To the Editor: Dr. Links and colleagues report on a study of the correlation of the Affective Lability Scale with a single-item visual analogue scale of affective experience. They note that in their group of 21 outpatients, scores on this single item did not correlate with scores on the scale in a manner that they consider consistent with the validity of the Affective Lability Scale. We appreciate their interest in our scale and share their interest in validation of the Affective Lability Scale in a range of suitable populations. Unfortunately, their study is methodologically weak in at least three areas and yields results that are not germane to our study. There are several major limitations to the study, as well as a number of more minor ones.
First, the Affective Lability Scale was designed to study populations with unstable affect. There are no data presented regarding the diagnoses of the small group of subjects reported on and no indication that they come from populations theoretically manifesting affective lability. Our study had 152 patients who were carefully diagnosed with a procedure that included two separate structured diagnostic interviews (the Structured Interview for the Diagnosis of Personality Disorders and the Schedule for Affective Disorders and Schizophrenia) of high reliability.
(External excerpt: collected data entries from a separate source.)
impl<'de> Deserializer<'de> for NodeDeserializer<'_> {
    type Error = LiteralError;

    /// Self-describing input is never handed out: untagged, internally
    /// tagged and flattened shapes would buffer the value and bypass the
    /// member rules. The dynamic target comes in through its newtype name.
    fn deserialize_any<V: Visitor<'de>>(self, _visitor: V) -> Result<V::Value> {
        self.admit()?;
        Err(self.mismatch(
            "a target with a fixed shape (untagged, internally tagged and flattened types are \
             not supported)",
        ))
    }

    /// Booleans only come from the `$true`/`$false` keywords.
    fn deserialize_bool<V: Visitor<'de>>(self, visitor: V) -> Result<V::Value> {
        self.admit()?;
        match self.node.reserved_keyword() {
            Some(Reserved::True) => self.locate(visitor.visit_bool(true)),
            Some(Reserved::False) => self.locate(visitor.visit_bool(false)),
            _ => Err(self.mismatch("$true or $false")),
        }
    }

    numeric_rules! {
        deserialize_i8 => visit_integer
        deserialize_i16 => visit_integer
        deserialize_i32 => visit_integer
        deserialize_i64 => visit_integer
        deserialize_i128 => visit_integer
        deserialize_u8 => visit_integer
        deserialize_u16 => visit_integer
        deserialize_u32 => visit_integer
        deserialize_u64 => visit_integer
        deserialize_u128 => visit_integer
        deserialize_f32 => visit_float
        deserialize_f64 => visit_float
    }

    fn deserialize_char<V: Visitor<'de>>(self, visitor: V) -> Result<V::Value> {
        self.visit_string(visitor)
    }

    fn deserialize_str<V: Visitor<'de>>(self, visitor: V) -> Result<V::Value> {
        self.visit_string(visitor)
    }

    fn deserialize_string<V: Visitor<'de>>(self, visitor: V) -> Result<V::Value> {
        self.visit_string(visitor)
    }

    fn deserialize_identifier<V: Visitor<'de>>(self, visitor: V) -> Result<V::Value> {
        self.visit_string(visitor)
    }

    fn deserialize_bytes<V: Visitor<'de>>(self, visitor: V) -> Result<V::Value> {
        self.deserialize_seq(visitor)
    }

    fn deserialize_byte_buf<V: Visitor<'de>>(self, visitor: V) -> Result<V::Value> {
        self.deserialize_seq(visitor)
    }

    fn deserialize_option<V: Visitor<'de>>(self, visitor: V) -> Result<V::Value> {
        match self.node.reserved_keyword() {
            Some(Reserved::Null) => self.locate(visitor.visit_none()),
            _ => visitor.visit_some(self),
        }
    }

    fn deserialize_unit<V: Visitor<'de>>(self, visitor: V) -> Result<V::Value> {
        self.admit()?;
        match self.node.reserved_keyword() {
            Some(Reserved::Null) => self.locate(visitor.visit_unit()),
            _ => Err(self.mismatch("$null")),
        }
    }

    fn deserialize_unit_struct<V: Visitor<'de>>(
        self,
        name: &'static str,
        visitor: V,
    ) -> Result<V::Value> {
        if let Some(replaced) = self.custom(name)? {
            return self.rewritten(&replaced).deserialize_unit_struct(name, visitor);
        }
        self.admit()?;
        let SyntaxNode::MapLiteral { pairs, .. } = self.node else {
            return Err(self.mismatch(&format!("a map literal for {name}")));
        };
        if !pairs.is_empty() {
            let evaluator = self.evaluator();
            let keys = pairs
                .iter()
                .map(|(key, _)| evaluator.eval_key(key, self.depth + 1))
                .collect::<Result<Vec<_>>>()?;
            return Err(LiteralError::UnknownMember {
                type_name: name.to_string(),
                keys,
                location: self.extent().location.clone(),
            });
        }
        self.locate(visitor.visit_unit())
    }

    fn deserialize_newtype_struct<V: Visitor<'de>>(
        self,
        name: &'static str,
        visitor: V,
    ) -> Result<V::Value> {
        if name == RAW_NODE_TOKEN {
            let raw = serde_json::to_value(self.node)
                .map_err(|e| LiteralError::mismatch(e.to_string(), self.extent()))?;
            return visitor
                .visit_newtype_struct(raw)
                .map_err(|e| LiteralError::mismatch(e.to_string(), self.extent()));
        }
        if name == DYNAMIC_TOKEN {
            let value = self.evaluator().eval(self.node, self.depth)?;
            return self.locate(visitor.visit_newtype_struct(value));
        }
        if name == READ_ONLY_TOKEN {
            let (owner, member) = self
                .member
                .map(|m| (m.owner.to_string(), m.key.to_string()))
                .unwrap_or_default();
            return Err(LiteralError::MemberNotSettable {
                type_name: owner,
                member,
                text: self.extent().text.clone(),
                location: self.extent().location.clone(),
            });
        }
        if let Some(replaced) = self.custom(name)? {
            return self.rewritten(&replaced).deserialize_newtype_struct(name, visitor);
        }
        visitor.visit_newtype_struct(self)
    }

    /// Arrays: either list form, with statement arrays spliced flat.
    fn deserialize_seq<V: Visitor<'de>>(self, visitor: V) -> Result<V::Value> {
        self.admit()?;
        self.enter()?;
        let Some(items) = syntax::array_items(self.node, self.depth, self.settings.max_depth())
        else {
            return Err(self.mismatch("an array"));
        };
        let items = items?;
        let mut seq = NodeSeq {
            items: items.into_iter(),
            consumed: 0,
            parent: self,
        };
        let value = self.locate(visitor.visit_seq(&mut seq))?;
        let remaining = seq.items.len();
        if remaining > 0 {
            return Err(LiteralError::mismatch(
                format!(
                    "expected {} element(s), found {}",
                    seq.consumed,
                    seq.consumed + remaining
                ),
                self.extent(),
            ));
        }
        Ok(value)
    }

    fn deserialize_tuple<V: Visitor<'de>>(self, _len: usize, visitor: V) -> Result<V::Value> {
        self.deserialize_seq(visitor)
    }

    fn deserialize_tuple_struct<V: Visitor<'de>>(
        self,
        name: &'static str,
        len: usize,
        visitor: V,
    ) -> Result<V::Value> {
        if let Some(replaced) = self.custom(name)? {
            return self
                .rewritten(&replaced)
                .deserialize_tuple_struct(name, len, visitor);
        }
        self.admit()?;
        Err(LiteralError::NoUsableConstructor {
            type_name: name.to_string(),
            reason: format!(
                "only a positional constructor with {len} argument(s), which map keys cannot bind to"
            ),
            location: self.extent().location.clone(),
        })
    }

    /// Dictionaries: every pair converted through the key and value types.
    fn deserialize_map<V: Visitor<'de>>(self, visitor: V) -> Result<V::Value> {
        self.admit()?;
        let SyntaxNode::MapLiteral { pairs, .. } = self.node else {
            return Err(self.mismatch("a map literal"));
        };
        self.enter()?;
        self.locate(visitor.visit_map(NodeMap {
            pairs: pairs.iter(),
            pending: None,
            parent: self,
        }))
    }

    /// Plain objects: keys bound case-insensitively to members, and every key
    /// must be consumed.
    fn deserialize_struct<V: Visitor<'de>>(
        self,
        name: &'static str,
        fields: &'static [&'static str],
        visitor: V,
    ) -> Result<V::Value> {
        if let Some(replaced) = self.custom(name)? {
            return self
                .rewritten(&replaced)
                .deserialize_struct(name, fields, visitor);
        }
        self.admit()?;
        let SyntaxNode::MapLiteral { pairs, .. } = self.node else {
            return Err(self.mismatch(&format!("a map literal for {name}")));
        };
        self.enter()?;

        let evaluator = self.evaluator();
        let mut pending: IndexMap<String, (String, &SyntaxNode)> = IndexMap::new();
        for (key, value) in pairs {
            let key = evaluator.eval_key(key, self.depth + 1)?;
            let value = value.expression()?;
            pending.insert(key.to_lowercase(), (key, value));
        }

        let entries = pending
            .into_iter()
            .map(|(folded, (raw, value))| {
                let presented = fields
                    .iter()
                    .find(|f| f.to_lowercase() == folded)
                    .map(|f| f.to_string())
                    .unwrap_or_else(|| raw.clone());
                (presented, raw, value)
            })
            .collect::<Vec<_>>();

        let unmatched: Vec<String> = entries
            .iter()
            .filter(|(presented, _, _)| !fields.contains(&presented.as_str()))
            .map(|(_, raw, _)| raw.clone())
            .collect();

        let ignored = RefCell::new(Vec::new());
        let value = visitor
            .visit_map(MemberAccess {
                entries: entries.into_iter(),
                pending: None,
                owner: name,
                ignored: &ignored,
                parent: self,
            })
            .map_err(|e| match e {
                // `deny_unknown_fields` stops at the first unknown key.
                LiteralError::UnknownMember {
                    type_name,
                    keys,
                    location,
                } if type_name.is_empty() && keys.iter().all(|k| unmatched.contains(k)) => {
                    LiteralError::UnknownMember {
                        type_name,
                        keys: unmatched.clone(),
                        location,
                    }
                }
                other => other,
            })
            .map_err(|e| e.located(self.extent()).owned_by(name))?;

        let leftover = ignored.into_inner();
        if !leftover.is_empty() {
            return Err(LiteralError::UnknownMember {
                type_name: name.to_string(),
                keys: leftover,
                location: self.extent().location.clone(),
            });
        }
        Ok(value)
    }

    /// Enums: a string label matched case-insensitively against the labels.
    fn deserialize_enum<V: Visitor<'de>>(
        self,
        name: &'static str,
        variants: &'static [&'static str],
        visitor: V,
    ) -> Result<V::Value> {
        if let Some(replaced) = self.custom(name)? {
            return self
                .rewritten(&replaced)
                .deserialize_enum(name, variants, visitor);
        }
        self.admit()?;
        let SyntaxNode::Constant {
            value: Constant::String(label),
            ..
        } = self.node
        else {
            return Err(self.mismatch(&format!("a string label of {name}")));
        };

        // Unresolved labels go through as written so aliases and catch-all
        // variants still get their chance.
        let table = labels::table_for(name, variants);
        let resolved = table.resolve(label).unwrap_or(label.as_str());
        let access: de::value::StringDeserializer<LiteralError> =
            resolved.to_string().into_deserializer();
        visitor
            .visit_enum(access)
            .map_err(|e| e.located(self.extent()).owned_by(name))
    }

    /// Unknown struct members end up here; record them instead of failing
    /// on the first one.
    fn deserialize_ignored_any<V: Visitor<'de>>(self, visitor: V) -> Result<V::Value> {
        if let Some(member) = self.member {
            member.ignored.borrow_mut().push(member.key.to_string());
        }
        visitor.visit_unit()
    }
}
Thus, we compared groups of patients with clear DSM-IV diagnoses of conditions with putative unstable affect (borderline personality disorder) to patients with other personality disorder diagnoses in which stable affect is expected. Thus, the patients of Dr. Link and colleagues are not demonstrated to be in any way similar to ours, and the lack of detail regarding their diagnoses, regardless of reliability, renders their comparison with our study group problematic.
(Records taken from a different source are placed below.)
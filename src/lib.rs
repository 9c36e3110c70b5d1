//! Safe evaluation and typed materialization of data-literal configuration.
//!
//! Settings files written in a small data-literal dialect (nested maps,
//! arrays, strings, numbers and the `$true`/`$false`/`$null` keywords) arrive
//! here already parsed into [`SyntaxNode`] trees. This crate turns those trees
//! into your configuration structs without ever executing anything.
//!
//! ```ignore
//! #[derive(Deserialize)]
//! struct Settings {
//!     #[serde(rename = "Severity")]
//!     severity: Severity,
//!     #[serde(rename = "IncludeRules", default)]
//!     include_rules: Vec<String>,
//! }
//!
//! let settings: Settings = literal_config::materialize(&node)?;
//! ```
//!
//! # Two stages
//!
//! - **Evaluation** ([`evaluate_literal`]) walks a node and produces a
//!   [`DynamicValue`]: string, number, bool, null, list or a case-insensitive
//!   ordered map. Anything outside the closed grammar (commands, arithmetic,
//!   variables other than the three keywords, statements that are not a single
//!   expression) fails with [`LiteralError::UnsupportedLiteral`].
//!
//! - **Materialization** ([`materialize`], [`Materializer::materialize`])
//!   converts a node directly into any `T: Deserialize`. The target's serde
//!   impl is the type descriptor: the hint it asks for decides which
//!   conversion rule runs, and struct and enum derives supply member names and
//!   labels (after `#[serde(rename)]`).
//!
//! # Conversion rules
//!
//! | Target asks for | Accepted node |
//! |-----------------|---------------|
//! | `bool` | `$true` / `$false` only; a boolean constant is rejected |
//! | integers | a numeric constant, floats rounded half to even, range-checked |
//! | floats | a numeric constant |
//! | `String`, `char`, dates, paths | a string constant |
//! | `Option<T>` | `$null`, or whatever `T` accepts |
//! | enum | a string constant, matched case-insensitively to a label |
//! | `Vec<T>`, sets, arrays | an array literal or `@( ... )` array expression |
//! | maps | a map literal; keys and values converted through the map's types |
//! | struct | a map literal; keys matched case-insensitively to members |
//! | [`DynamicValue`] | anything evaluable |
//! | [`RawNode`] | the node itself, untouched |
//!
//! An `@( ... )` array whose statements are themselves arrays reads as one
//! flat sequence: `@( 1, 2 <newline> 3, 4 )` is `[1, 2, 3, 4]`.
//!
//! Types that need self-describing input (`#[serde(untagged)]`, internally
//! tagged enums, `#[serde(flatten)]`) are rejected with
//! [`LiteralError::ConversionMismatch`]; use [`DynamicValue`] for open-ended
//! members.
//!
//! # Closed schema
//!
//! Every key of a struct's map literal must bind to a member. Leftover keys
//! fail with [`LiteralError::UnknownMember`], naming all of them at once:
//!
//! ```text
//! Unknown member(s) 'Sevrity' of RuleSettings at line 5, column 12 in settings.psd1
//! ```
//!
//! Members without `Option` or `#[serde(default)]` are required and fail with
//! [`LiteralError::MissingRequiredMember`] when absent. Members the application
//! computes itself can be declared as [`ReadOnly<T>`]; configuring one fails
//! with [`LiteralError::MemberNotSettable`].
//!
//! # Shapes and precedence
//!
//! [`Materializer::classify`] reports the [`Shape`] a type is converted as.
//! Categories are checked in a fixed order, first match wins:
//! escape hatch, dynamic, custom converter, enum, nullable, primitive,
//! dictionary, enumerable, plain object ([`ShapeCategory::PRECEDENCE`]).
//! Classification results and enum label tables are cached for the life of
//! the process in concurrent maps.
//!
//! # Custom converters
//!
//! A [`Converter`] claims a named type (struct, enum or newtype name as serde
//! reports it) and rewrites its node before the built-in rules run, e.g. to
//! accept legacy numeric severity levels. Register converters on the
//! [`MaterializerBuilder`].
//!
//! # Error handling
//!
//! All fallible operations return [`LiteralError`]. Errors are meant for end
//! users: they carry the offending source text and its line, column and file.
//! Enable the `rich-errors` feature for `miette` diagnostics with codes and
//! help text.

pub mod error;
pub mod types;

mod builder;
mod converter;
mod de;
mod eval;
mod labels;
mod shape;
mod syntax;
mod value;

#[cfg(test)]
mod fixtures;

use once_cell::sync::Lazy;
use serde::de::DeserializeOwned;

pub use builder::{Materializer, MaterializerBuilder};
pub use converter::{Converter, FnConverter};
pub use error::LiteralError;
pub use eval::DEFAULT_MAX_DEPTH;
pub use shape::{Constructor, PrimitiveKind, Shape, ShapeCategory};
pub use syntax::{Constant, Extent, Location, Number, Statement, SyntaxNode};
pub use types::{RawNode, ReadOnly};
pub use value::{DynamicValue, LiteralMap};

static DEFAULT: Lazy<Materializer> = Lazy::new(Materializer::default);

/// Safely evaluate `node` into a [`DynamicValue`] with the default settings.
pub fn evaluate_literal(node: &SyntaxNode) -> Result<DynamicValue, LiteralError> {
    eval::evaluate(node)
}

/// Materialize `node` as a `T` with the default settings (no converters).
pub fn materialize<T: DeserializeOwned + 'static>(node: &SyntaxNode) -> Result<T, LiteralError> {
    DEFAULT.materialize(node)
}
Second, the authors used a single item to measure affective experience. They present no data to suggest that this item has suitable test-retest reliability in their group. Both the Affective Lability Scale and the Affect Intensity Measure, the two scales used in our study, have well-documented test-retest reliability (0.84 for the global Affective Lability Scale and 0.81 for the Affect Intensity Measure). With no evidence of test-retest reliability, the most parsimonious explanation of variance over time in scores in patients with stable symptoms is error variance. Error variance due to test-retest unreliability, by definition, cannot correlate with systematic variance associated with reliable scores. Thus, the lack of correlation between an index of error variance (affective lability) and reliable scores on the Affective Lability Scale is completely expected and cannot address the issue of the scale’s validity.
Third, there are multiple dimensions of affect, including intensity, instability, and polarity. Our study examined correlations between intensity and instability across polarity of affective experience. Dr. Links and colleagues ignore this well-replicated factor structure and present a single index of affective experience collapsing across three known orthogonal dimensions. They provide no data regarding the convergent and discriminant validity of their index, giving no idea as to what the other correlates of this single-item scale would be. Thus, we have no idea what their scale is measuring.
In conclusion, Dr. Links and colleagues, who suggest that their data call into question the validity of the Affective Lability Scale, overinterpret their data. We stand by our results and welcome more methodologically relevant tests of the Affective Lability Scale and other measures of affective instability.